Roethlisberger has done some dumb things in the past such as riding his motorcycle without a helmet, but this current double-whammy of sexual assault charges is just ridiculous. I use the word ridiculous because his actions were completely unnecessary.
I’m not negating the yuck factor of his actions. I can’t imagine having to fend off the drunken attentions of a man who is determined to have his way. It must be a scary situation for anyone, especially if the man is someone famous. I think that he deserved his NFL suspension because he obviously doesn’t grasp the concept of proper versus improper societal choices.
What I don’t understand is why he felt that he had no choice but to hit on and rough up some underage (under 21) college girls in order to get laid. He is a single guy–not physically unattractive–with loads of money. He could have gone through a low or high rent escort service for sex. He could have found some groupies to help him put his dick to rest. He also could’ve set-up some ‘friends with benefits’ situations to help relieve some of that sexual tension. Of course there are always known groupies whose day he would have made by giving them a “hot beef injection” to quote the Weird Science movie. I’m sure that some of his teammates could have guided him in the right coital direction whenever he really needed to get laid forthwith. I know some of these options are illegal and/or deemed immoral, but it’s done all the time, so there’s no point hiding our heads in the sand about it, pretending this type of so-called sexual decadence doesn’t exist.
Maybe Roethlisberger likes his women young because he still sees himself as a young college kid. Technically he’s only 7-8 years older than the woman he assaulted in Atlanta. But given his life experience and work environment he might as well be in another generation. I know that men usually like younger women because they are supposedly more supple, less of a hassle, less demanding and more malleable. They never think about what that says about them – that they are walking stereotypes of a manchild who can only relate to those younger than themselves.

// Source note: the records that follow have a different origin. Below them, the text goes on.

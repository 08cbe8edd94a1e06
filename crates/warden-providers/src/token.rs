//! Tokens returned by a provider's token endpoint.

use chrono::{DateTime, Duration, Utc};
use serde::Deserialize;

/// Tokens obtained from a code exchange or refresh.
///
/// Never persisted by warden; the caller decides what to keep.
#[derive(Clone, PartialEq, Eq)]
pub struct AuthToken {
    pub access_token: String,
    /// Empty when the provider issued none.
    pub refresh_token: String,
    /// Absolute expiry, when the provider reported a lifetime.
    pub expires_at: Option<DateTime<Utc>>,
}

impl AuthToken {
    /// Whether the access token has expired at `now`.
    #[must_use]
    pub fn is_expired_at(&self, now: DateTime<Utc>) -> bool {
        self.expires_at.is_some_and(|exp| exp <= now)
    }

    /// Whether a refresh token is available.
    #[must_use]
    pub fn has_refresh_token(&self) -> bool {
        !self.refresh_token.is_empty()
    }
}

impl std::fmt::Debug for AuthToken {
    fn fmt(&self, f: &mut std::fmt::Formatter<'_>) -> std::fmt::Result {
        f.debug_struct("AuthToken")
            .field("access_token", &"[REDACTED]")
            .field("refresh_token", &"[REDACTED]")
            .field("expires_at", &self.expires_at)
            .finish()
    }
}

/// Token endpoint response body (RFC 6749 §5.1).
#[derive(Debug, Deserialize)]
pub(crate) struct TokenEndpointResponse {
    pub access_token: String,
    #[serde(default)]
    pub refresh_token: Option<String>,
    #[serde(default)]
    pub expires_in: Option<i64>,
}

impl TokenEndpointResponse {
    /// Convert to an [`AuthToken`], stamping `expires_at` relative to `now`.
    ///
    /// `previous_refresh` is kept when the endpoint does not rotate the
    /// refresh token.
    pub(crate) fn into_token(self, now: DateTime<Utc>, previous_refresh: Option<&str>) -> AuthToken {
        let refresh_token = self
            .refresh_token
            .filter(|t| !t.is_empty())
            .or_else(|| previous_refresh.map(str::to_string))
            .unwrap_or_default();

        AuthToken {
            access_token: self.access_token,
            refresh_token,
            expires_at: self
                .expires_in
                .filter(|secs| *secs > 0)
                .and_then(Duration::try_seconds)
                .and_then(|lifetime| now.checked_add_signed(lifetime)),
        }
    }
}
//! Auth provider service: project scoping over the store, plus adapter
//! construction through the provider factory.

use chrono::Utc;
use tracing::instrument;
use warden_core::{AuthProvider, CreateAuthProvider, ProjectAccess, ProjectId, ProviderId};
use warden_providers::{OAuthProvider, ProviderFactory};

use crate::error::{StoreError, StoreResult};
use crate::repository::{ProviderFilter, ProviderUpdate};
use crate::store::AuthProviderStore;

/// Provider configuration management for authorized callers.
#[derive(Debug, Clone)]
pub struct AuthProviderService {
    store: AuthProviderStore,
    factory: ProviderFactory,
}

impl AuthProviderService {
    #[must_use]
    pub fn new(store: AuthProviderStore, factory: ProviderFactory) -> Self {
        Self { store, factory }
    }

    /// Fetch a provider with secrets decrypted.
    ///
    /// Unless `dont_check_projects` is set, a provider outside the caller's
    /// projects is reported as `NotFound`.
    #[instrument(skip(self, access), fields(actor = %access.actor()))]
    pub async fn get(
        &self,
        access: &ProjectAccess,
        id: ProviderId,
        dont_check_projects: bool,
    ) -> StoreResult<AuthProvider> {
        let provider = self.store.find_by_id(id).await?.ok_or(StoreError::NotFound)?;

        if !dont_check_projects && !access.can_access(&provider) {
            return Err(StoreError::NotFound);
        }
        Ok(provider)
    }

    /// Every provider in the caller's projects.
    #[instrument(skip(self, access), fields(actor = %access.actor()))]
    pub async fn get_all(&self, access: &ProjectAccess) -> StoreResult<Vec<AuthProvider>> {
        self.store
            .find(&ProviderFilter::in_projects(access.projects()))
            .await
    }

    /// Enabled providers of one project, for rendering a login page.
    #[instrument(skip(self))]
    pub async fn list_enabled(&self, project_id: ProjectId) -> StoreResult<Vec<AuthProvider>> {
        self.store
            .find(&ProviderFilter::in_projects([project_id]).enabled_only())
            .await
    }

    /// Create a provider in one of the caller's projects.
    #[instrument(skip(self, access, input), fields(actor = %access.actor(), project_id = %input.project_id))]
    pub async fn create(
        &self,
        access: &ProjectAccess,
        input: CreateAuthProvider,
    ) -> StoreResult<AuthProvider> {
        if !access.allows(input.project_id) {
            return Err(StoreError::ProjectNotFound(input.project_id));
        }

        let now = Utc::now();
        let record = AuthProvider {
            id: ProviderId::new(),
            name: input.name,
            icon: input.icon,
            provider: input.provider,
            project_id: input.project_id,
            params: input.params,
            enabled: true,
            created_at: now,
            created_by: access.actor(),
            updated_at: now,
            updated_by: access.actor(),
        };

        let created = self.store.insert(record).await?;

        tracing::info!(
            provider_id = %created.id,
            provider_type = %created.provider,
            project_id = %created.project_id,
            "Auth provider created"
        );

        Ok(created)
    }

    /// Replace a provider's mutable fields with `payload`.
    ///
    /// `payload.created_at` / `created_by` are ignored; the stored values are
    /// kept. Secret params are re-encrypted before the write.
    #[instrument(skip(self, access, payload), fields(actor = %access.actor(), provider_id = %payload.id))]
    pub async fn update(
        &self,
        access: &ProjectAccess,
        payload: AuthProvider,
    ) -> StoreResult<AuthProvider> {
        let id = payload.id;
        let current_project = self.check_visible(access, id).await?;

        if !access.allows(payload.project_id) {
            return Err(StoreError::ProjectNotFound(payload.project_id));
        }

        let updated = self
            .store
            .update(
                id,
                current_project,
                ProviderUpdate::replace_with(payload, access.actor(), Utc::now()),
            )
            .await?;

        tracing::info!(
            provider_id = %updated.id,
            project_id = %updated.project_id,
            enabled = updated.enabled,
            "Auth provider updated"
        );

        Ok(updated)
    }

    /// Enable or disable a provider.
    #[instrument(skip(self, access), fields(actor = %access.actor()))]
    pub async fn set_enabled(
        &self,
        access: &ProjectAccess,
        id: ProviderId,
        enabled: bool,
    ) -> StoreResult<AuthProvider> {
        let current_project = self.check_visible(access, id).await?;

        let mut update = ProviderUpdate::touch(access.actor(), Utc::now());
        update.enabled = Some(enabled);
        let updated = self.store.update(id, current_project, update).await?;

        tracing::info!(provider_id = %id, enabled, "Auth provider enablement changed");

        Ok(updated)
    }

    /// Build the adapter for an already-loaded configuration.
    pub fn instantiate(&self, config: &AuthProvider) -> StoreResult<Box<dyn OAuthProvider>> {
        Ok(self.factory.build(config)?)
    }

    /// Load an enabled provider of `project_id` and build its adapter.
    ///
    /// Used on login callbacks, where the caller is the end user and has no
    /// project access of their own.
    #[instrument(skip(self))]
    pub async fn resolve(
        &self,
        project_id: ProjectId,
        id: ProviderId,
    ) -> StoreResult<Box<dyn OAuthProvider>> {
        let config = self
            .store
            .find_by_id(id)
            .await?
            .filter(|p| p.project_id == project_id)
            .ok_or(StoreError::NotFound)?;

        if !config.enabled {
            return Err(StoreError::ProviderDisabled(id));
        }
        self.instantiate(&config)
    }

    /// The provider's current project, if the caller may see it.
    async fn check_visible(&self, access: &ProjectAccess, id: ProviderId) -> StoreResult<ProjectId> {
        match self.store.project_of(id).await? {
            Some(project) if access.allows(project) => Ok(project),
            _ => Err(StoreError::NotFound),
        }
    }
}
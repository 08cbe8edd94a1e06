//! Google OAuth2 Integration Tests
//!
//! Token exchange, refresh and userinfo retrieval against a mock server.

use serde_json::json;
use warden_core::{AuthProviderParam, ProviderType};
use warden_providers::google::{GOOGLE_CLIENT_ID, GOOGLE_CLIENT_SECRET, GOOGLE_REDIRECT_URL};
use warden_providers::{
    GoogleEndpoints, GoogleProvider, IdentityClaim, IdentityType, OAuthProvider, ProviderFactory,
};
use wiremock::matchers::{body_string_contains, method, path};
use wiremock::{Mock, MockServer, ResponseTemplate};

use super::common::{
    init_test_logging, provider_config, test_client, TEST_ACCESS_TOKEN, TEST_AUTH_CODE,
    TEST_CLIENT_ID, TEST_CLIENT_SECRET, TEST_REDIRECT_URL, TEST_REFRESH_TOKEN, TEST_STATE,
};
use super::mock_server::{
    setup_token_endpoint_success, setup_userinfo, token_body, AUTHORIZE_PATH, TOKEN_PATH,
    USERINFO_PATH,
};

fn google_against(server: &MockServer) -> GoogleProvider {
    GoogleProvider::new(TEST_CLIENT_ID, TEST_CLIENT_SECRET, TEST_REDIRECT_URL, test_client())
        .with_endpoints(GoogleEndpoints {
            authorization: format!("{}{AUTHORIZE_PATH}", server.uri()),
            token: format!("{}{TOKEN_PATH}", server.uri()),
            userinfo: format!("{}{USERINFO_PATH}", server.uri()),
        })
}

#[tokio::test]
async fn test_google_verify_code_happy_path() {
    init_test_logging();
    let server = MockServer::start().await;

    Mock::given(method("POST"))
        .and(path(TOKEN_PATH))
        .and(body_string_contains("grant_type=authorization_code"))
        .and(body_string_contains("code=4%2F0AY0e-test-auth-code"))
        .and(body_string_contains("client_secret=test-client-secret"))
        .and(body_string_contains("redirect_uri=https%3A%2F%2Fapp.example.com%2Fauth%2Fcallback"))
        .respond_with(ResponseTemplate::new(200).set_body_json(token_body(Some(TEST_REFRESH_TOKEN))))
        .expect(1)
        .mount(&server)
        .await;

    let token = google_against(&server).verify_code(TEST_AUTH_CODE).await.unwrap();

    assert_eq!(token.access_token, TEST_ACCESS_TOKEN);
    assert_eq!(token.refresh_token, TEST_REFRESH_TOKEN);
    assert!(token.expires_at.is_some());
}

#[tokio::test]
async fn test_google_refresh_token_posts_grant() {
    let server = MockServer::start().await;

    Mock::given(method("POST"))
        .and(path(TOKEN_PATH))
        .and(body_string_contains("grant_type=refresh_token"))
        .and(body_string_contains("refresh_token=1%2F%2Ftest-refresh-token"))
        .and(body_string_contains("client_id=test-client-id.apps.example.com"))
        .respond_with(ResponseTemplate::new(200).set_body_json(token_body(None)))
        .expect(1)
        .mount(&server)
        .await;

    let token = google_against(&server)
        .refresh_token(TEST_REFRESH_TOKEN)
        .await
        .unwrap();

    assert_eq!(token.access_token, TEST_ACCESS_TOKEN);
    // Google does not rotate refresh tokens; the caller's one is kept.
    assert_eq!(token.refresh_token, TEST_REFRESH_TOKEN);
}

#[tokio::test]
async fn test_google_get_identity_returns_three_entries() {
    let server = MockServer::start().await;
    setup_userinfo(
        &server,
        json!({
            "id": "117730572023847612345",
            "email": "testuser@gmail.com",
            "verified_email": true,
            "name": "Google Test User",
            "given_name": "Google",
            "family_name": "User",
            "picture": "https://example.com/avatar.jpg"
        }),
    )
    .await;

    let identities = google_against(&server)
        .get_identity(TEST_ACCESS_TOKEN)
        .await
        .unwrap();

    assert_eq!(identities.len(), 3);
    assert_eq!(identities[0].identity_type, IdentityType::Email);
    assert_eq!(identities[1].identity_type, IdentityType::Name);
    assert_eq!(identities[2].identity_type, IdentityType::ProfilePic);
    match &identities[1].metadata {
        IdentityClaim::Name(claim) => assert_eq!(claim.name, "Google"),
        other => panic!("unexpected claim: {other:?}"),
    }
}

#[tokio::test]
async fn test_google_get_identity_with_sparse_payload_still_three() {
    let server = MockServer::start().await;
    setup_userinfo(&server, json!({ "id": "1" })).await;

    let identities = google_against(&server)
        .get_identity(TEST_ACCESS_TOKEN)
        .await
        .unwrap();

    assert_eq!(identities.len(), 3);
}

#[tokio::test]
async fn test_google_from_factory_uses_stored_params() {
    let server = MockServer::start().await;
    setup_token_endpoint_success(&server, "authorization_code", token_body(None)).await;

    let config = provider_config(
        ProviderType::Google,
        vec![
            AuthProviderParam::plain(GOOGLE_CLIENT_ID, TEST_CLIENT_ID),
            AuthProviderParam::secret(GOOGLE_CLIENT_SECRET, TEST_CLIENT_SECRET),
            AuthProviderParam::plain(GOOGLE_REDIRECT_URL, TEST_REDIRECT_URL),
        ],
    );
    let factory = ProviderFactory::with_defaults(&Default::default());
    let adapter = factory.build(&config).unwrap();

    assert_eq!(adapter.provider_type(), ProviderType::Google);
    assert!(adapter.has_refresh_token_flow());

    let url = adapter.auth_code_url(TEST_STATE).unwrap();
    assert!(url.starts_with("https://accounts.google.com/o/oauth2/v2/auth"));
    assert!(url.contains(&format!("state={TEST_STATE}")));
    assert!(url.contains("access_type=offline"));
    assert!(url.contains("prompt=consent"));

    // The factory-built adapter talks to the real Google endpoints, so only
    // the directly-constructed one is pointed at the mock server.
    let token = google_against(&server).verify_code(TEST_AUTH_CODE).await.unwrap();
    assert_eq!(token.refresh_token, "");
}
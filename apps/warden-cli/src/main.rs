//! warden CLI - operator tooling for the identity provider core
//!
//! - Generate vault master keys
//! - Hash passwords the way the password service stores them
//! - Encrypt and decrypt secret params for a project
//! - Print the authorization URL a stored provider configuration produces

use clap::{Parser, Subcommand};

mod commands;
mod error;
mod logging;

use error::CliResult;

/// warden CLI - Identity provider configuration tooling
#[derive(Parser)]
#[command(name = "warden")]
#[command(author, version, about, long_about = None)]
#[command(propagate_version = true)]
struct Cli {
    /// Emit logs as JSON
    #[arg(long, global = true)]
    log_json: bool,

    #[command(subcommand)]
    command: Commands,
}

#[derive(Subcommand)]
enum Commands {
    /// Generate a random vault master key (base64)
    GenKey(commands::keys::GenKeyArgs),

    /// Hash a password with Argon2id
    HashPassword(commands::hash::HashPasswordArgs),

    /// Encrypt a secret value for a project
    Encrypt(commands::vault::EncryptArgs),

    /// Decrypt a secret value for a project
    Decrypt(commands::vault::DecryptArgs),

    /// Print the authorization URL for a provider configuration file
    AuthUrl(commands::auth_url::AuthUrlArgs),
}

#[tokio::main]
async fn main() {
    let _ = dotenvy::dotenv();
    let cli = Cli::parse();
    logging::init_logging("info", cli.log_json);

    match run(cli.command).await {
        Ok(()) => std::process::exit(0),
        Err(e) => {
            e.print();
            std::process::exit(e.exit_code());
        }
    }
}

async fn run(command: Commands) -> CliResult<()> {
    match command {
        Commands::GenKey(args) => commands::keys::execute(args),
        Commands::HashPassword(args) => commands::hash::execute(args),
        Commands::Encrypt(args) => commands::vault::encrypt(args).await,
        Commands::Decrypt(args) => commands::vault::decrypt(args).await,
        Commands::AuthUrl(args) => commands::auth_url::execute(args),
    }
}
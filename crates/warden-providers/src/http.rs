//! Shared OAuth2 HTTP plumbing: client construction, token endpoint calls
//! and bearer-authenticated userinfo fetches.

use std::time::Duration;

use chrono::Utc;
use reqwest::header::ACCEPT;
use reqwest::Client;
use serde::de::DeserializeOwned;
use url::Url;
use warden_core::ProviderType;

use crate::error::{ProviderError, ProviderResult, UpstreamFailure};
use crate::token::{AuthToken, TokenEndpointResponse};

/// Timeouts applied to every outbound provider request.
#[derive(Debug, Clone, Copy, PartialEq, Eq)]
pub struct HttpConfig {
    pub request_timeout: Duration,
    pub connect_timeout: Duration,
}

impl Default for HttpConfig {
    fn default() -> Self {
        Self {
            request_timeout: Duration::from_secs(10),
            connect_timeout: Duration::from_secs(5),
        }
    }
}

/// Build the client shared by all adapters.
///
/// Falls back to a default client, with a warning, if the builder is
/// rejected; the fallback has no request timeout.
#[must_use]
pub fn build_http_client(config: &HttpConfig) -> Client {
    Client::builder()
        .timeout(config.request_timeout)
        .connect_timeout(config.connect_timeout)
        .build()
        .unwrap_or_else(|e| {
            tracing::warn!(
                error = %e,
                request_timeout_ms = config.request_timeout.as_millis() as u64,
                "HTTP client builder failed, falling back to a client without timeouts"
            );
            Client::new()
        })
}

/// Which token-endpoint grant is being performed.
#[derive(Debug, Clone, Copy, PartialEq, Eq)]
pub(crate) enum TokenGrant {
    AuthorizationCode,
    RefreshToken,
}

impl TokenGrant {
    fn fail(self, provider: ProviderType, failure: UpstreamFailure) -> ProviderError {
        match self {
            TokenGrant::AuthorizationCode => ProviderError::CodeExchangeFailed { provider, failure },
            TokenGrant::RefreshToken => ProviderError::RefreshFailed { provider, failure },
        }
    }

    fn label(self) -> &'static str {
        match self {
            TokenGrant::AuthorizationCode => "authorization_code",
            TokenGrant::RefreshToken => "refresh_token",
        }
    }
}

/// Build an authorization URL from `endpoint` plus query `params`.
pub(crate) fn authorization_url(endpoint: &str, params: &[(&str, &str)]) -> ProviderResult<String> {
    let mut url = Url::parse(endpoint).map_err(|e| {
        ProviderError::Configuration(format!("Invalid authorization endpoint '{endpoint}': {e}"))
    })?;
    url.query_pairs_mut().extend_pairs(params);
    Ok(url.into())
}

/// POST a form to a token endpoint and turn the response into an [`AuthToken`].
///
/// Any transport error, non-2xx status, unparsable body or empty access
/// token is an error.
pub(crate) async fn request_token(
    client: &Client,
    provider: ProviderType,
    grant: TokenGrant,
    token_endpoint: &str,
    form: &[(&str, &str)],
    previous_refresh: Option<&str>,
) -> ProviderResult<AuthToken> {
    let response = client
        .post(token_endpoint)
        .header(ACCEPT, "application/json")
        .form(form)
        .send()
        .await
        .map_err(|e| {
            tracing::warn!(provider = %provider, grant = grant.label(), error = %e, "Token request failed");
            grant.fail(provider, UpstreamFailure::transport(e))
        })?;

    let status = response.status();
    let body = response
        .text()
        .await
        .map_err(|e| grant.fail(provider, UpstreamFailure::transport(e)))?;

    if !status.is_success() {
        let failure = UpstreamFailure::status(status.as_u16(), &body);
        tracing::warn!(
            provider = %provider,
            grant = grant.label(),
            status = status.as_u16(),
            body = %failure.detail,
            "Token endpoint returned an error"
        );
        return Err(grant.fail(provider, failure));
    }

    let parsed: TokenEndpointResponse = serde_json::from_str(&body)
        .map_err(|e| grant.fail(provider, UpstreamFailure::malformed(status.as_u16(), e)))?;

    if parsed.access_token.is_empty() {
        return Err(grant.fail(
            provider,
            UpstreamFailure::malformed(status.as_u16(), "empty access_token"),
        ));
    }

    Ok(parsed.into_token(Utc::now(), previous_refresh))
}

/// GET `userinfo_endpoint` with a bearer token and decode the JSON body.
pub(crate) async fn fetch_userinfo<T: DeserializeOwned>(
    client: &Client,
    provider: ProviderType,
    userinfo_endpoint: &str,
    access_token: &str,
) -> ProviderResult<T> {
    let fail = |failure| ProviderError::IdentityFetchFailed { provider, failure };

    let response = client
        .get(userinfo_endpoint)
        .header(ACCEPT, "application/json")
        .bearer_auth(access_token)
        .send()
        .await
        .map_err(|e| {
            tracing::warn!(provider = %provider, error = %e, "Userinfo request failed");
            fail(UpstreamFailure::transport(e))
        })?;

    let status = response.status();
    let body = response
        .text()
        .await
        .map_err(|e| fail(UpstreamFailure::transport(e)))?;

    if !status.is_success() {
        let failure = UpstreamFailure::status(status.as_u16(), &body);
        tracing::warn!(
            provider = %provider,
            status = status.as_u16(),
            body = %failure.detail,
            "Userinfo endpoint returned an error"
        );
        return Err(fail(failure));
    }

    serde_json::from_str(&body).map_err(|e| fail(UpstreamFailure::malformed(status.as_u16(), e)))
}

He tried to put out the bad PR flames by holding a no-questions press conference, but it didn’t turn out well. He should have known that showing up to tell the world that you’re sorry while looking like you just got out of the shower would send the wrong message – again. It only confirmed to many that he was a first class lout. Now the SI story implies that he is a brain-damaged one at that, that his concussions have hampered his ability to know right from wrong, that he acts on instinct without understanding the consequences. I’m not sure which image is worse.
Since we’re a forgiving nation I’m sure that once Roethlisberger returns from his 6-game suspension and wins a few games all will be forgiven. It’s the American way. Hopefully while he is sitting out his time from the NFL he is getting some tips on how to pick up women whom he doesn’t need to assault to get their attention. It’s not that hard, pun intended.
Update: 1) In 2010 the NFL’s initial ‘personal misconduct’ suspension of Roethlisberger was reduced from six to four-games and he was ordered by NFL Commissioner Roger Goodell to undergo professional counseling and behavior evaluation during his suspension and subsequent reinstatement. 2) In 2010 the woman who accused Roethelisberger of sexual assault at a bar in Midgeville, Georgia on June 5, 2010 decided not to pursue criminal charges against him though she never recanted her accusation. The district attorney did not file criminal charges against Roethlisberger. 3) In 2012 Roethelisberger settled a civil lawsuit with Andrea McNulty who claimed that Roethlisberger sexually assaulted her in June 2008 at a Lake Takoe, Nevada celebrity golf tournament. No criminal charges were officially filed in the case. 4) Roethelisberger married Ashley Harlan in 2011; they have two children.